* Stored data
Content starts

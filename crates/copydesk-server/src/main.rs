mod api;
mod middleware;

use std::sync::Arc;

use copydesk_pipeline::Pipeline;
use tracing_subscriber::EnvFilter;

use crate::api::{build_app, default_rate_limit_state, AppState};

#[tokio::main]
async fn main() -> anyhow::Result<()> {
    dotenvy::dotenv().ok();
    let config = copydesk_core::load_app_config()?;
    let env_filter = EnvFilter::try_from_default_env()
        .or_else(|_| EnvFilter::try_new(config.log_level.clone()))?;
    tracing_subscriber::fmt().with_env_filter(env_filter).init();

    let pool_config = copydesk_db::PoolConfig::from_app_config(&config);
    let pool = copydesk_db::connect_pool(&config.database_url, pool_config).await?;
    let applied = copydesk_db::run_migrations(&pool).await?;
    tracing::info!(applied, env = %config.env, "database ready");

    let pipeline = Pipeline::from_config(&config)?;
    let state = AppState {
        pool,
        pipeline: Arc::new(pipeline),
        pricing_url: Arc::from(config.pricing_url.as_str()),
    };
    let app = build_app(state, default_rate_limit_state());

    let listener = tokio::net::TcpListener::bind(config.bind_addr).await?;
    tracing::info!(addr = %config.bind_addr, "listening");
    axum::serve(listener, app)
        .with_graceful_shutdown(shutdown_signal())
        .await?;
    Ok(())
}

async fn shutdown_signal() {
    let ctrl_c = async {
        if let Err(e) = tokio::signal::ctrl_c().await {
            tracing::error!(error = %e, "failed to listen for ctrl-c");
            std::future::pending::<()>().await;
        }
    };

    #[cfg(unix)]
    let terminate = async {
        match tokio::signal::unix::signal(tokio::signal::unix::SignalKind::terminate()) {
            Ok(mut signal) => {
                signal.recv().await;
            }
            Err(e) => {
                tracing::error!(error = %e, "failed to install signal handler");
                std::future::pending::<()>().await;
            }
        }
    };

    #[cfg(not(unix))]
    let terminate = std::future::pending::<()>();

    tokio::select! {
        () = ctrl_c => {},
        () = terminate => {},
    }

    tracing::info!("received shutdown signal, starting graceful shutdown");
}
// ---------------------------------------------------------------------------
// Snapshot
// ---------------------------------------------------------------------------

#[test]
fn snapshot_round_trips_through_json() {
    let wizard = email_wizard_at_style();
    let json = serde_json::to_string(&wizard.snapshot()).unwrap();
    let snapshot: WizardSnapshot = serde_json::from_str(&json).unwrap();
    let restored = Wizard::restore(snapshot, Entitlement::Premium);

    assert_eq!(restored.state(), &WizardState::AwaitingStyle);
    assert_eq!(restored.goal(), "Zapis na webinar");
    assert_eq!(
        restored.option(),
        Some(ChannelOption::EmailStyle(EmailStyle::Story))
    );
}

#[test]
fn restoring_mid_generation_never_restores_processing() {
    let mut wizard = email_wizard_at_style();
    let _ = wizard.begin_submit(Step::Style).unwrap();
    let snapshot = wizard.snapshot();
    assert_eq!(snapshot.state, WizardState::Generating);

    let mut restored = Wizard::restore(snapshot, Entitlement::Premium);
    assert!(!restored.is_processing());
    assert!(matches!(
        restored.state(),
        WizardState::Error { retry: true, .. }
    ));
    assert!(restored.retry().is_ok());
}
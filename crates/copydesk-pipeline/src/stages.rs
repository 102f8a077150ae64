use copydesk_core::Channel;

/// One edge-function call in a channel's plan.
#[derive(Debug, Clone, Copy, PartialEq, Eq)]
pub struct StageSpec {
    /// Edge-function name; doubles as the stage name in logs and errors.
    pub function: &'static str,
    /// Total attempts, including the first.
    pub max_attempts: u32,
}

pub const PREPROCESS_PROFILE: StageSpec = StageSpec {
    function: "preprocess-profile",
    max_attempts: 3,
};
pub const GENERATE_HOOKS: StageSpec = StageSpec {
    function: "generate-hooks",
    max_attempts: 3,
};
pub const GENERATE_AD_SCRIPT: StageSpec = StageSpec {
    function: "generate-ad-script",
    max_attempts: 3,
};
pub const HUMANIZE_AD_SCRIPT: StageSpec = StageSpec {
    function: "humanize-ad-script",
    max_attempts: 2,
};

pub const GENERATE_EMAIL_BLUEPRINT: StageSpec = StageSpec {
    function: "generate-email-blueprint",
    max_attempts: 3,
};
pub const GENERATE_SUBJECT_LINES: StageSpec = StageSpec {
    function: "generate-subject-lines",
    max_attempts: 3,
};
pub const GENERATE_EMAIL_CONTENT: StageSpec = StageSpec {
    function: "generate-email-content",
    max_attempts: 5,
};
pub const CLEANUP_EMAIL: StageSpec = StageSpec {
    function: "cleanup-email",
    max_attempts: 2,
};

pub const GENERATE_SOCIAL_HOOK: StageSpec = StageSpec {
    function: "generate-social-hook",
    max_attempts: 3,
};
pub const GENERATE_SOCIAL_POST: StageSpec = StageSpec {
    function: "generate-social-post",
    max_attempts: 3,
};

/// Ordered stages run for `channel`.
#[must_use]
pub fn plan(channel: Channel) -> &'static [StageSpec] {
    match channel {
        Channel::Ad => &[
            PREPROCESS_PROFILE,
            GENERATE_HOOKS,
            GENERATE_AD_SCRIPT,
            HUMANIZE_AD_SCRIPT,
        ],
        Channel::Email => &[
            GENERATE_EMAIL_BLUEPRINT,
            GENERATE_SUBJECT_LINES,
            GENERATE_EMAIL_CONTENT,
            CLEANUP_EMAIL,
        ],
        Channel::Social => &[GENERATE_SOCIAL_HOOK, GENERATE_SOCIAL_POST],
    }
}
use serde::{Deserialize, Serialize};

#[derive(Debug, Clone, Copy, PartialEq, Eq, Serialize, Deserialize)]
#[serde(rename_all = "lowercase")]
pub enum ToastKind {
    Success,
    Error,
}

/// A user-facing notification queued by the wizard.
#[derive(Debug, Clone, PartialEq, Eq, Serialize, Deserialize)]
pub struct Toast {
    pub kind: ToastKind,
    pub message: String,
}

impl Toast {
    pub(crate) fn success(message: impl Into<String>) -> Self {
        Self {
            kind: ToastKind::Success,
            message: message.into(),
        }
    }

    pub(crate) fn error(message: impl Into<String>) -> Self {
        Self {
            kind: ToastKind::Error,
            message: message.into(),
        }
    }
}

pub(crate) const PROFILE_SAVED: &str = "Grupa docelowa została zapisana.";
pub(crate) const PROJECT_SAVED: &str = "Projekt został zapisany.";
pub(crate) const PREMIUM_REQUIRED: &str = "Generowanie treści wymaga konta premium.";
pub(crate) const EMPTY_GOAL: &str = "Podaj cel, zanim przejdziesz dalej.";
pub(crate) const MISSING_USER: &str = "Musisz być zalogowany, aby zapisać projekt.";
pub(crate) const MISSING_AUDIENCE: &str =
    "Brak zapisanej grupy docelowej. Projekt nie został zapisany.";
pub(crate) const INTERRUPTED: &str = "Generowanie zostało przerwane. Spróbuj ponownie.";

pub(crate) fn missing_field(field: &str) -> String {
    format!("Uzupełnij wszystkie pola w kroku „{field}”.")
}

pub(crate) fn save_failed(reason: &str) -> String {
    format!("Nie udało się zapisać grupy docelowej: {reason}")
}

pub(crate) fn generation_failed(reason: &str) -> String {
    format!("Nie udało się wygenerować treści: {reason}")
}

Content ends

* Instructions for the task
Using the records above, report each line that contains the word "terminate" by copying it.

* Written solution
    let terminate = async {
        match tokio::signal::unix::signal(tokio::signal::unix::SignalKind::terminate()) {
    let terminate = std::future::pending::<()>();
        () = terminate => {},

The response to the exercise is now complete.